Influence of Autistic Traits and Social Anxiety on Gaze Patterns to Faces and Associated Neural Response

Friday, May 12, 2017: 5:00 PM-6:30 PM
Golden Gate Ballroom (Marriott Marquis Hotel)
S. M. Malak1, S. A. A. Chang2, J. A. Trapani3, K. Stinson4, J. McPartland3 and A. Naples5, (1)Yale School of Medicine, New Haven, CT, (2)Yale University, New Haven, CT, (3)Child Study Center, Yale School of Medicine, New Haven, CT, (4)Yale University- Child Study Center, Milford, CT, (5)Child Study Center, Yale University School of Medicine, New Haven, CT
Background:  Autism Spectrum Disorder (ASD) is characterized by decreased social motivation, as well as anxiety. Both attention, measured via eye-tracking, and brain response, as measured by event-related potentials (ERP) are reliable indices of social motivation and social anxiety. The N170, a face-sensitive ERP, is slowed and attenuated in ASD; in contrast, individuals with anxiety show faster, enhanced N170s. Furthermore, while individuals with ASD show decreased attention to faces and eyes, individuals displaying social anxiety show increased attention to eyes and faces. The interplay between anxiety and ASD and attention/neural response to faces remains unexplored.

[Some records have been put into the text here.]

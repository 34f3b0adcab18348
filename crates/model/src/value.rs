//! Option payloads: exactly ten closed variants.

use std::fmt;

use serde::{Deserialize, Serialize};

/// The value carried by an option, and therefore by an answer.
#[derive(Debug, Clone, PartialEq, Serialize, Deserialize)]
#[serde(tag = "kind", content = "value", rename_all = "snake_case")]
pub enum OptionValue {
    Bool(bool),
    Int(i64),
    Float32(f32),
    Float64(f64),
    String(String),
    BoolList(Vec<bool>),
    IntList(Vec<i64>),
    Float32List(Vec<f32>),
    Float64List(Vec<f64>),
    StringList(Vec<String>),
}

/// Discriminant of [`OptionValue`]; a question declares which one its
/// options carry.
#[derive(Debug, Clone, Copy, PartialEq, Eq, Hash, Serialize, Deserialize)]
#[serde(rename_all = "snake_case")]
pub enum ValueKind {
    Bool,
    Int,
    Float32,
    Float64,
    String,
    BoolList,
    IntList,
    Float32List,
    Float64List,
    StringList,
}

impl ValueKind {
    pub fn as_str(&self) -> &'static str {
        match self {
            ValueKind::Bool => "bool",
            ValueKind::Int => "int",
            ValueKind::Float32 => "float32",
            ValueKind::Float64 => "float64",
            ValueKind::String => "string",
            ValueKind::BoolList => "bool_list",
            ValueKind::IntList => "int_list",
            ValueKind::Float32List => "float32_list",
            ValueKind::Float64List => "float64_list",
            ValueKind::StringList => "string_list",
        }
    }

    pub fn is_list(&self) -> bool {
        matches!(
            self,
            ValueKind::BoolList
                | ValueKind::IntList
                | ValueKind::Float32List
                | ValueKind::Float64List
                | ValueKind::StringList
        )
    }
}

impl fmt::Display for ValueKind {
    fn fmt(&self, f: &mut fmt::Formatter<'_>) -> fmt::Result {
        f.write_str(self.as_str())
    }
}

impl OptionValue {
    pub fn kind(&self) -> ValueKind {
        match self {
            OptionValue::Bool(_) => ValueKind::Bool,
            OptionValue::Int(_) => ValueKind::Int,
            OptionValue::Float32(_) => ValueKind::Float32,
            OptionValue::Float64(_) => ValueKind::Float64,
            OptionValue::String(_) => ValueKind::String,
            OptionValue::BoolList(_) => ValueKind::BoolList,
            OptionValue::IntList(_) => ValueKind::IntList,
            OptionValue::Float32List(_) => ValueKind::Float32List,
            OptionValue::Float64List(_) => ValueKind::Float64List,
            OptionValue::StringList(_) => ValueKind::StringList,
        }
    }

    /// Classify an untyped JSON value.
    ///
    /// Integers become `Int`, other numbers `Float64`; arrays must be
    /// non-empty and homogeneous. Anything else (null, objects, nested or
    /// mixed arrays) has no variant and yields `None`.
    pub fn from_json(value: &serde_json::Value) -> Option<Self> {
        use serde_json::Value as Json;

        match value {
            Json::Bool(b) => Some(OptionValue::Bool(*b)),
            Json::Number(n) => match n.as_i64() {
                Some(i) => Some(OptionValue::Int(i)),
                None => n.as_f64().map(OptionValue::Float64),
            },
            Json::String(s) => Some(OptionValue::String(s.clone())),
            Json::Array(items) => {
                let first = items.first()?;
                match first {
                    Json::Bool(_) => items
                        .iter()
                        .map(|v| v.as_bool())
                        .collect::<Option<Vec<_>>>()
                        .map(OptionValue::BoolList),
                    Json::String(_) => items
                        .iter()
                        .map(|v| v.as_str().map(str::to_string))
                        .collect::<Option<Vec<_>>>()
                        .map(OptionValue::StringList),
                    Json::Number(_) => {
                        if let Some(ints) =
                            items.iter().map(|v| v.as_i64()).collect::<Option<Vec<i64>>>()
                        {
                            Some(OptionValue::IntList(ints))
                        } else {
                            items
                                .iter()
                                .map(|v| v.as_f64())
                                .collect::<Option<Vec<_>>>()
                                .map(OptionValue::Float64List)
                        }
                    }
                    _ => None,
                }
            }
            Json::Null | Json::Object(_) => None,
        }
    }

    /// Widen a numeric value to `kind` where that loses nothing a JSON
    /// document could express: ints to floats, and float64 to float32 (JSON
    /// has no separate single-precision number). Other mismatches yield
    /// `None`.
    pub fn coerce_to(self, kind: ValueKind) -> Option<Self> {
        if self.kind() == kind {
            return Some(self);
        }
        match (self, kind) {
            (OptionValue::Int(i), ValueKind::Float64) => Some(OptionValue::Float64(i as f64)),
            (OptionValue::Int(i), ValueKind::Float32) => Some(OptionValue::Float32(i as f32)),
            (OptionValue::Float64(f), ValueKind::Float32) => Some(OptionValue::Float32(f as f32)),
            (OptionValue::IntList(v), ValueKind::Float64List) => {
                Some(OptionValue::Float64List(v.into_iter().map(|i| i as f64).collect()))
            }
            (OptionValue::IntList(v), ValueKind::Float32List) => {
                Some(OptionValue::Float32List(v.into_iter().map(|i| i as f32).collect()))
            }
            (OptionValue::Float64List(v), ValueKind::Float32List) => {
                Some(OptionValue::Float32List(v.into_iter().map(|f| f as f32).collect()))
            }
            _ => None,
        }
    }

    /// Short description of an untyped JSON value, for error messages.
    pub fn describe_json(value: &serde_json::Value) -> &'static str {
        use serde_json::Value as Json;

        match value {
            Json::Null => "null",
            Json::Bool(_) => "bool",
            Json::Number(_) => "number",
            Json::String(_) => "string",
            Json::Array(items) if items.is_empty() => "empty array",
            Json::Array(_) => "array",
            Json::Object(_) => "object",
        }
    }

    pub fn as_bool(&self) -> Option<bool> {
        match self {
            OptionValue::Bool(b) => Some(*b),
            _ => None,
        }
    }

    pub fn as_int(&self) -> Option<i64> {
        match self {
            OptionValue::Int(i) => Some(*i),
            _ => None,
        }
    }

    pub fn as_f64(&self) -> Option<f64> {
        match self {
            OptionValue::Float32(f) => Some(f64::from(*f)),
            OptionValue::Float64(f) => Some(*f),
            _ => None,
        }
    }

    pub fn as_str(&self) -> Option<&str> {
        match self {
            OptionValue::String(s) => Some(s),
            _ => None,
        }
    }
}

fn join<T: fmt::Display>(f: &mut fmt::Formatter<'_>, items: &[T]) -> fmt::Result {
    for (i, item) in items.iter().enumerate() {
        if i > 0 {
            f.write_str(", ")?;
        }
        write!(f, "{}", item)?;
    }
    Ok(())
}

impl fmt::Display for OptionValue {
    fn fmt(&self, f: &mut fmt::Formatter<'_>) -> fmt::Result {
        match self {
            OptionValue::Bool(v) => write!(f, "{}", v),
            OptionValue::Int(v) => write!(f, "{}", v),
            OptionValue::Float32(v) => write!(f, "{}", v),
            OptionValue::Float64(v) => write!(f, "{}", v),
            OptionValue::String(v) => f.write_str(v),
            OptionValue::BoolList(v) => join(f, v),
            OptionValue::IntList(v) => join(f, v),
            OptionValue::Float32List(v) => join(f, v),
            OptionValue::Float64List(v) => join(f, v),
            OptionValue::StringList(v) => join(f, v),
        }
    }
}

macro_rules! impl_from {
    ($($t:ty => $variant:ident),* $(,)?) => {
        $(
            impl From<$t> for OptionValue {
                fn from(v: $t) -> Self {
                    OptionValue::$variant(v.into())
                }
            }
        )*
    };
}

impl_from! {
    bool => Bool,
    i32 => Int,
    i64 => Int,
    f32 => Float32,
    f64 => Float64,
    String => String,
    &str => String,
    Vec<bool> => BoolList,
    Vec<i64> => IntList,
    Vec<f32> => Float32List,
    Vec<f64> => Float64List,
    Vec<String> => StringList,
}

impl From<Vec<&str>> for OptionValue {
    fn from(v: Vec<&str>) -> Self {
        OptionValue::StringList(v.into_iter().map(str::to_string).collect())
    }
}

#[cfg(test)]
mod tests {
    use super::*;
    use serde_json::json;

    #[test]
    fn classifies_scalars_and_lists() {
        assert_eq!(OptionValue::from_json(&json!(true)), Some(OptionValue::Bool(true)));
        assert_eq!(OptionValue::from_json(&json!(3)), Some(OptionValue::Int(3)));
        assert_eq!(OptionValue::from_json(&json!(1.5)), Some(OptionValue::Float64(1.5)));
        assert_eq!(
            OptionValue::from_json(&json!(["a", "b"])),
            Some(OptionValue::from(vec!["a", "b"]))
        );
        assert_eq!(
            OptionValue::from_json(&json!([1, 2])),
            Some(OptionValue::IntList(vec![1, 2]))
        );
        assert_eq!(
            OptionValue::from_json(&json!([1, 2.5])),
            Some(OptionValue::Float64List(vec![1.0, 2.5]))
        );
    }

    #[test]
    fn rejects_values_without_a_variant() {
        assert_eq!(OptionValue::from_json(&json!(null)), None);
        assert_eq!(OptionValue::from_json(&json!({"a": 1})), None);
        assert_eq!(OptionValue::from_json(&json!([])), None);
        assert_eq!(OptionValue::from_json(&json!([1, "a"])), None);
        assert_eq!(OptionValue::from_json(&json!([[1]])), None);
        assert_eq!(OptionValue::describe_json(&json!([])), "empty array");
    }

    #[test]
    fn coercion_only_widens_numbers() {
        assert_eq!(
            OptionValue::Int(2).coerce_to(ValueKind::Float32),
            Some(OptionValue::Float32(2.0))
        );
        assert_eq!(
            OptionValue::IntList(vec![1]).coerce_to(ValueKind::Float64List),
            Some(OptionValue::Float64List(vec![1.0]))
        );
        assert_eq!(OptionValue::Float64(1.5).coerce_to(ValueKind::Int), None);
        assert_eq!(OptionValue::from("1").coerce_to(ValueKind::Int), None);
    }

    #[test]
    fn serializes_with_explicit_kind() {
        let v = OptionValue::Float32(1.5);
        let json = serde_json::to_value(&v).unwrap();
        assert_eq!(json, json!({"kind": "float32", "value": 1.5}));
        let back: OptionValue = serde_json::from_value(json).unwrap();
        assert_eq!(back.kind(), ValueKind::Float32);
    }

    #[test]
    fn display_joins_lists() {
        assert_eq!(OptionValue::from(vec![1i64, 2, 3]).to_string(), "1, 2, 3");
        assert_eq!(OptionValue::from("Blue").to_string(), "Blue");
    }
}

Objectives:  Using EEG and eye-tracking, we examined relationships among autistic and social anxiety traits and: (1) looking patterns to neutral and fearful face stimuli; (2) brain response to faces; and (3) the relationship between these parameters and self-reported ASD symptomatology and social anxiety. We predicted that individuals with higher ratings of social anxiety symptoms would look more to the eyes, especially in the fear condition. In addition, we hypothesized that individuals with higher ratings of autistic traits would show an attenuated N170 response to faces. Those with higher anxiety were hypothesized to show an exaggerated and faster N170 to faces.

Methods:  ERPs were recorded from ten neurotypical adults using 128-channel Geodesic sensor nets while eye movements were recorded concurrently with an SR eye-tracking system. Participants viewed neutral and fear faces presented in random sequence for 5 seconds. ERPs were segmented to the onset of the face and to subsequent fixations. Eye-tracking variables included dwell time in specified ROIs (eyes, left/right eyes, between eyes, mouth, and nose) fixation duration, and dispersion. Social anxiety traits and autistic traits were quantified through self-report questionnaires (Social Avoidance and Distress Scale [SAD]; Autism Quotient [AQ]; Social Responsiveness Scale [SRS]). Data collection is ongoing.

Results:  Preliminary results indicate that earlier N170 latency is significantly correlated with higher scores on the AQ (fear condition: r= -.824, p= .003; neutral: r= -.838, p=.002), SAD (neutral condition: r= -.690, p= .027), and SRS (fear condition: r=-.828, p= .003; neutral: r=-.843, p=.002). Ongoing analyses of visual gaze data and fixation-related ERPs during free-viewing of faces will reveal relationships among anxiety and social function, neural response, and gaze.

Conclusions: Initial results reveal relationships among measures of both autistic traits and social anxiety and N170 latency. The hypothesis that those with more social anxiety traits would have faster N170 responses was supported; contrary to our predictions, autistic traits were also associated with decreased N170 latency. These findings may reflect hypervigilance and associated increased efficiency of neural response in individuals with higher levels of anxiety. These results indicate mutual influence of subthreshold ASD and anxiety on ERP indices of social perception.